The controversy over the supply and demand of doctors is not dying down. The government concluded that as of 2040 at least 5,015 doctors will be lacking, but the medical community offered the opposite analysis that more than 10,000 doctors could be oversupplied at the same point in time.
The key is which formula is used to envision the future.
At a joint-planning seminar titled "Problems and alternatives in the government's physician workforce projections" held at the Korean Medical Association Organization hall in Yongsan-gu, Seoul, on the 13th, the Korean Medical Association Organization's Research Institute for Healthcare Policy said, "Before increasing medical school enrollment, we need to rebuild the projection structure," and presented an alternative workforce projection model.
◇ Instead of "number of licenses," "amount of labor"… Reassessing the number of doctors with FTE
The core proposed by the association's research institute is projections based on FTE (full-time equivalent), which reflects doctors' actual workload. The idea is to look at doctors not by "how many" but by "how much they work."
The association set the average annual working hours per doctor at 2,302.6 hours. It recalculated the number of active doctors by converting 2,080 hours per year, based on 40 hours per week, into 1 FTE. As a result, the number of active doctors on an FTE basis was estimated at 154,601 in 2035 and 164,959 in 2040.

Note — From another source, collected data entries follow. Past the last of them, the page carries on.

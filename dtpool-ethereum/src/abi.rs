//! Contract interface definitions and calldata helpers.
//!
//! Each on-chain contract gets its own module so generated call and event
//! types cannot collide across interfaces.

use alloy::{
    primitives::Address,
    rpc::types::{TransactionInput, TransactionRequest},
};

/// ERC20 subset needed for precision discovery, balance reads and pool
/// spending approvals.
pub mod erc20 {
    use alloy::core::sol;

    sol! {
        function decimals() public view returns (uint8);
        function balanceOf(address owner) public view returns (uint256 balance);
        function approve(address spender, uint256 value) public returns (bool success);
        function allowance(address owner, address spender) public view returns (uint256 remaining);
    }
}

/// The weighted pool holding a base-token/datatoken pair.
pub mod pool {
    use alloy::core::sol;

    sol! {
        function getBalance(address token) public view returns (uint256);
        function getNormalizedWeight(address token) public view returns (uint256);
        function getDenormalizedWeight(address token) public view returns (uint256);
        function getSwapFee() public view returns (uint256);
        function isFinalized() public view returns (bool);
        function getController() public view returns (address);
        function getBaseTokenAddress() public view returns (address);
        function getDatatokenAddress() public view returns (address);
        function getCurrentTokens() public view returns (address[] memory);
        function getProtocolFeeCollector() public view returns (address);
        function getPublishMarketFeeCollector() public view returns (address);
        function getProtocolFees(address token) public view returns (uint256);
        function getPublishMarketFees(address token) public view returns (uint256);

        function getAmountOutExactIn(
            address tokenIn,
            address tokenOut,
            uint256 tokenAmountIn,
            uint256 consumeMarketSwapFee
        ) public view returns (
            uint256 tokenAmountOut,
            uint256 lpFee,
            uint256 protocolFee,
            uint256 publishMarketFee,
            uint256 consumeMarketFee
        );
        function getAmountInExactOut(
            address tokenIn,
            address tokenOut,
            uint256 tokenAmountOut,
            uint256 consumeMarketSwapFee
        ) public view returns (
            uint256 tokenAmountIn,
            uint256 lpFee,
            uint256 protocolFee,
            uint256 publishMarketFee,
            uint256 consumeMarketFee
        );

        function swapExactAmountIn(
            address tokenIn,
            uint256 tokenAmountIn,
            address tokenOut,
            uint256 minAmountOut,
            uint256 maxPrice,
            address consumeMarketFeeCollector,
            uint256 consumeMarketSwapFee
        ) public returns (uint256 tokenAmountOut, uint256 spotPriceAfter);
        function swapExactAmountOut(
            address tokenIn,
            uint256 maxAmountIn,
            address tokenOut,
            uint256 tokenAmountOut,
            uint256 maxPrice,
            address consumeMarketFeeCollector,
            uint256 consumeMarketSwapFee
        ) public returns (uint256 tokenAmountIn, uint256 spotPriceAfter);
        function joinswapExternAmountIn(
            uint256 tokenAmountIn,
            uint256 minPoolAmountOut
        ) public returns (uint256 poolAmountOut);
        function exitswapExternAmountOut(
            uint256 tokenAmountOut,
            uint256 maxPoolAmountIn
        ) public returns (uint256 poolAmountIn);

        event Swapped(
            address indexed caller,
            address indexed tokenIn,
            address indexed tokenOut,
            uint256 tokenAmountIn,
            uint256 tokenAmountOut
        );
        event LiquidityAdded(
            address indexed provider,
            address indexed tokenIn,
            uint256 tokenAmountIn,
            uint256 poolAmountOut
        );
        event LiquidityRemoved(
            address indexed provider,
            address indexed tokenOut,
            uint256 tokenAmountOut,
            uint256 poolAmountIn
        );
    }
}

/// The data-NFT contract: role registry plus datatoken deployment.
pub mod nft {
    use alloy::core::sol;

    sol! {
        function addManager(address manager) public;
        function removeManager(address manager) public;
        function addToCreateERC20List(address account) public;
        function removeFromCreateERC20List(address account) public;
        function addToMetadataList(address account) public;
        function removeFromMetadataList(address account) public;
        function addTo725StoreList(address account) public;
        function removeFrom725StoreList(address account) public;
        function cleanPermissions() public;
        function getPermissions(address user) public view returns (
            bool manager,
            bool deployERC20,
            bool updateMetadata,
            bool store
        );

        function createERC20(
            uint256 templateIndex,
            string name,
            string symbol,
            uint256 cap,
            address minter
        ) public returns (address);

        event TokenCreated(
            address indexed newTokenAddress,
            address indexed templateAddress,
            address indexed creator,
            string name,
            string symbol,
            uint256 cap
        );
    }
}

/// The factory deploying data-NFTs and managing datatoken templates.
pub mod factory {
    use alloy::core::sol;

    sol! {
        function deployERC721Contract(
            string name,
            string symbol,
            uint256 templateIndex,
            string tokenURI
        ) public returns (address);

        function addTokenTemplate(address templateAddress) public returns (uint256);
        function disableTokenTemplate(uint256 index) public;
        function reactivateTokenTemplate(uint256 index) public;
        function getTokenTemplate(uint256 index) public view returns (
            address templateAddress,
            bool isActive
        );
        function getCurrentTemplateCount() public view returns (uint256);

        event NFTCreated(
            address indexed newTokenAddress,
            address indexed templateAddress,
            address indexed admin,
            string tokenName,
            string symbol,
            string tokenURI
        );
        event TemplateAdded(address indexed templateAddress, uint256 indexed index);
    }
}

/// Builds a transaction request carrying the given calldata.
///
/// `from` matters for reads too: permission-gated views resolve `msg.sender`
/// from it.
pub fn call_request(from: Option<Address>, to: Address, data: Vec<u8>) -> TransactionRequest {
    let mut request = TransactionRequest::default()
        .to(to)
        .input(TransactionInput::both(data.into()));
    request.from = from;
    request
}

Medical demand was aligned to the same standard. Considering that medical aid beneficiaries use more medical services than National Health Insurance subscribers, which could inflate overall demand, the focus was on National Health Insurance utilization. The workload weights for inpatient and outpatient care applied the same 3.9-to-1 ratio used by the Physician Workforce Projection Committee, and a composite scenario was set that reflects changes in the future medical environment and health care policy.
As a result, the number of doctors needed on an FTE basis came to 142,844 in 2035 and 150,275 in 2040. When the composite scenario is applied, the required numbers decrease further to 140,634 and 146,992, respectively.
In sum, the calculation shows that in 2035 there could be an oversupply of at least 11,757 to as many as 13,967 doctors, and in 2040 an oversupply of at least 14,684 to as many as 17,967.
◇ Same future, different math… Where did they diverge?
The association's alternative projections directly overturn the conclusions of the government and the projection committee. The medical community believes this gap stems from differences in the assumptions and methodology that run through the projections.
A representative example is the method of calculating inpatient and outpatient workload. The projection committee, citing limits in data availability, used the ratio of inpatient to outpatient medical expenses (3.9 to 1) as workload weights.
On this, Park Jeong-hun, a senior researcher at the association's research institute, noted, "If you calculate workload based on medical expenses, you run into the problem that the high costs of tests and equipment included in surgeries or procedures during hospitalization are counted as doctors' labor."
The ARIMA (autoregressive integrated moving average) model used for projecting medical demand also came under scrutiny. The model predicts future demand based on time-series trends in past utilization, but structurally assumes that medical utilization increases endlessly.
Although adjustments were made by sex and age, criticism also arose that by using "total medical utilization" rather than "per-capita medical utilization," the projections failed to fully reflect the natural population decline that has already begun. In fact, the committee's data show that for men ages 60-64, inpatient days per person rise from five in 2024 to nine in 2050, and outpatient days rise from 16 to 34, more than doubling.
The period of data use was also cited as a problem. The longer long-term utilization data are applied as is, the steeper the increase becomes. In reality, the growth rate in inpatient days by type of institution averaged 11.8% from 2004 to 2010, but slowed sharply to 1.9% from 2010 to 2023.
Assumptions about "future changes in the medical environment" included in the committee's scenarios also became a focal point. The committee assumed that with AI adoption, physician productivity improves by 6% while working days decrease by 5%. Park said, "A reduction in working days is a matter of social consensus that the government cannot force," adding, "Applying it simultaneously in combination with a productivity-improvement scenario is conceptually unscientific."
◇ "Rather than rushing to conclusions, redo the math first"
The medical community argues that the pace toward the conclusion of expanding medical school enrollment should be moderated first.
Park said, "We should take sufficient time to build micro-level data sources and, based on them, project the physician workforce," adding, "We need to move away from relying on limited data and shift to a structure that reflects doctors' actual workload (FTE) and changes in productivity."
Considering that building FTE-related data takes time, a short-term alternative proposed was to use the procedure-specific physician workload included in the relative value scale.
They also argued that the projection methodology itself should be changed. Park explained, "Countries such as the United States and the Netherlands, which regularly project physician supply and demand, use micro-simulation models rather than ARIMA," adding, "Estimating demand and supply in FTE units while reflecting diverse variables is far more realistic."
Park said, "If you apply a single assumption without fully considering policy changes and shifts in the medical environment that could realistically occur, other distortions are bound to recur," adding, "The debate over the number of doctors is not ultimately about the numbers, but about how you design the structure of the calculation."